FAQ: What does it mean for an annuity to be “Medicaid friendly”?

by Jerrold Bartholomew

It is very common to hear annuities described as “Medicaid friendly.” Most people hearing the words “Medicaid friendly” would assume that assets placed in such an annuity will be protected from the cost of long term care and indeed, they may even be told so by an insurance professional or financial advisor. But under Michigan law, an annuity by itself does nothing to protect assets from the cost of long term care. In fact, without careful planning, simply investing in a Medicaid friendly annuity may result in the unnecessary loss of assets. Understanding why this is the case requires some understanding of estate planning, elder law, and annuities. But taking the time to understand these things can easily save tens if not hundreds of thousands of dollars. Moreover, understanding these points can help you to see why your estate plan must work in conjunction with your financial plans in order to receive the full benefit of an annuity.

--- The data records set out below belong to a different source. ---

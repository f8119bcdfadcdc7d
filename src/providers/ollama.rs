use async_trait::async_trait;
use reqwest::Client;
use serde::{Deserialize, Serialize};
use std::time::Duration;

use crate::errors::ProviderError;
use crate::providers::{Provider, RateLimiter, send_json};

const DEFAULT_PORT: u16 = 11434;

/// Client for a local or LAN Ollama server
#[derive(Debug)]
pub struct Ollama {
    base_url: String,
    client: Client,
    model: String,
    temperature: f32,
    rate_limiter: Option<RateLimiter>,
}

/// Sampling knobs sent under `options`
#[derive(Debug, Serialize, Deserialize, Default)]
pub struct ChatOptions {
    #[serde(skip_serializing_if = "Option::is_none")]
    temperature: Option<f32>,
    #[serde(skip_serializing_if = "Option::is_none")]
    num_predict: Option<u32>,
}

#[derive(Debug, Clone, Serialize, Deserialize)]
pub struct ChatMessage {
    pub role: String,
    #[serde(default)]
    pub content: String,
}

impl ChatMessage {
    fn new(role: &str, content: &str) -> Self {
        Self {
            role: role.to_string(),
            content: content.to_string(),
        }
    }
}

/// Body of a `POST /api/chat` call; always non-streaming
#[derive(Debug, Serialize)]
pub struct ChatRequest {
    model: String,
    messages: Vec<ChatMessage>,
    options: ChatOptions,
    /// `json` constrains the model to emit a JSON document
    #[serde(skip_serializing_if = "Option::is_none")]
    format: Option<&'static str>,
    stream: bool,
}

#[derive(Debug, Deserialize)]
pub struct ChatResponse {
    pub message: ChatMessage,
    #[serde(default)]
    pub done_reason: Option<String>,
    #[serde(default)]
    pub prompt_eval_count: Option<u64>,
    #[serde(default)]
    pub eval_count: Option<u64>,
}

/// Build a base URL from a host that may lack a scheme or a port
pub fn normalize_base_url(host: &str, default_port: u16) -> String {
    let host = host.trim().trim_end_matches('/');
    if host.is_empty() {
        return format!("http://localhost:{}", default_port);
    }

    let (scheme, rest) = host.split_once("://").unwrap_or(("http", host));
    let authority = rest.split('/').next().unwrap_or(rest);
    if authority.contains(':') {
        format!("{}://{}", scheme, rest)
    } else {
        format!("{}://{}:{}", scheme, rest, default_port)
    }
}

impl Ollama {
    /// Client for `endpoint`, e.g. `gpu-box` or `http://localhost:11434`
    pub fn new(endpoint: &str, model: impl Into<String>) -> Self {
        Self {
            base_url: normalize_base_url(endpoint, DEFAULT_PORT),
            client: Self::pooled_client(120),
            model: model.into(),
            temperature: 0.3,
            rate_limiter: None,
        }
    }

    // HTTP/1.1 only, with pooled keep-alive connections for concurrent batches
    fn pooled_client(timeout_secs: u64) -> Client {
        Client::builder()
            .timeout(Duration::from_secs(timeout_secs))
            .http1_only()
            .pool_idle_timeout(Duration::from_secs(90))
            .pool_max_idle_per_host(8)
            .tcp_keepalive(Duration::from_secs(60))
            .build()
            .unwrap_or_default()
    }

    pub fn with_timeout(mut self, timeout_secs: u64) -> Self {
        self.client = Self::pooled_client(timeout_secs);
        self
    }

    pub fn with_temperature(mut self, temperature: f32) -> Self {
        self.temperature = temperature;
        self
    }

    pub fn with_rate_limit(mut self, requests_per_minute: Option<u32>) -> Self {
        self.rate_limiter = RateLimiter::per_minute(requests_per_minute);
        self
    }

    pub fn base_url(&self) -> &str {
        &self.base_url
    }
}

#[async_trait]
impl Provider for Ollama {
    type Request = ChatRequest;
    type Response = ChatResponse;

    fn name(&self) -> &str {
        "Ollama"
    }

    fn build_request(&self, system: &str, prompt: &str) -> Self::Request {
        ChatRequest {
            model: self.model.clone(),
            messages: vec![ChatMessage::new("system", system), ChatMessage::new("user", prompt)],
            options: ChatOptions {
                temperature: Some(self.temperature),
                num_predict: None,
            },
            format: Some("json"),
            stream: false,
        }
    }

    async fn complete(&self, request: Self::Request) -> Result<Self::Response, ProviderError> {
        if let Some(limiter) = &self.rate_limiter {
            limiter.acquire().await;
        }

        let response: ChatResponse = send_json(
            self.name(),
            self.client.post(format!("{}/api/chat", self.base_url)).json(&request),
        )
        .await?;

        if let (Some(prompt), Some(output)) = (response.prompt_eval_count, response.eval_count) {
            log::debug!("Ollama {}: {} prompt / {} output tokens", self.model, prompt, output);
        }
        if response.done_reason.as_deref() == Some("length") {
            log::warn!("Ollama reply was cut at the length limit");
        }
        Ok(response)
    }

    fn extract_text(response: &Self::Response) -> String {
        response.message.content.clone()
    }
}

Estate planning is traditionally thought of as the field of law concerning the distribution of assets at the time of one’s passing. Modern estate planning encompasses planning not only for distribution on death, but also planning for disability and asset protection. Planning for disability will greatly increase the likelihood of having something to pass on to heirs, while at the same time reducing stress and maximizing one’s own independence. But in order to effectively manage a one’s affairs through a period of disability, there must be a close relationship between the estate plan and the financial arrangement, including the types of investments used.

Annuities can have many different features. Sorting them all out would be beyond the scope of this brief article, but it is important to note that without effectively combining the estate plan and the annuity, you cannot achieve the maximum benefit of either one. To understand why this is so, a few common features of annuities are worth mentioning.

Annuities can be either assets or income streams. When initially purchased, most annuities are like certificates of deposit with a longer term and a greater penalty for early withdrawal. Such annuities are assets and are said to be “deferred.” Money can be taken out of the annuity at this stage, but like a certificate of deposit, there will be a penalty or surrender charge imposed if the withdrawal is taken too soon.

Annuities can be converted into guaranteed income streams. Once this is done, the annuity no longer has any cash value, but will instead pay out a fixed sum of money on a regular basis for a period of time. This process is often called “annuitizing” the annuity. Once annuitized, the funds placed in an annuity can no longer be accessed. What has really happened here is that an asset, the annuity or cash used to purchase the annuity, has been converted into an income stream. This is a permissible form of spending down for Medicaid eligibility provided that the requirements of Medicaid law (described below) are met. An annuity that will meet these requirements is fairly described as “Medicaid friendly.”

According the Program Eligibility Manual (Section 401, pp.4-5) for the state of Michigan, an annuity must have several different characteristics in order to avoid being considered a divestment for purposes of Medicaid qualification, including:

  1. The annuity must be irrevocable and non-assignable;
  2. The annuity must pay out on an actuarially sound basis;
  3. The annuity must pay out in level installments;
  4. The state must be named as a remainder beneficiary to the extent of Medicaid benefits received.

Any annuity that does not comply with these rules will be considered a divestment and subject to penalty. But any annuity that does comply with these rules will go to pay the cost of nursing home care in two ways. First, the regular income from the annuity will have to be paid to the nursing home on a monthly basis. Second, if the owner of the annuity should pass away before the annuity has paid out the entire balance, the remainder would go the state to the extent that any assistance had been provided. The owner of the annuity will have to pay the entire nursing home bill sooner or later. Medicaid friendly indeed!

It is at this point that the need to consult with and elder law attorney regarding annuities becomes clear. Elder law is the practice of law related to serving the needs of senior citizens and their families. It often involves planning for health care costs and interactions with Medicaid and Veterans benefits. Medicaid law in Michigan and many other states has changed a great deal since the Deficit Reduction Act of 2005 was passed and this law has dramatically changed the meaning of “Medicaid friendly.” Great care must be taken under this new law to either avoid or carefully manage penalties for transferring assets and yet maximize the benefits available with annuities. Without proper planning, precisely because an annuity can be described as “Medicaid friendly” it would almost certainly have to be exposed to the cost of long term care. But a modern estate plan developed in consultation with an elder law attorney can avoid exposing funds placed in an annuity to the cost of long term care while still obtaining the other benefits of the annuity itself. Careful estate planning can render an annuity safe from spend down for Medicaid qualification and make it truly Medicaid friendly.

*Jerrold E. Bartholomew is a licensed attorney in the state of Michigan. He is not licensed for insurance products or securities.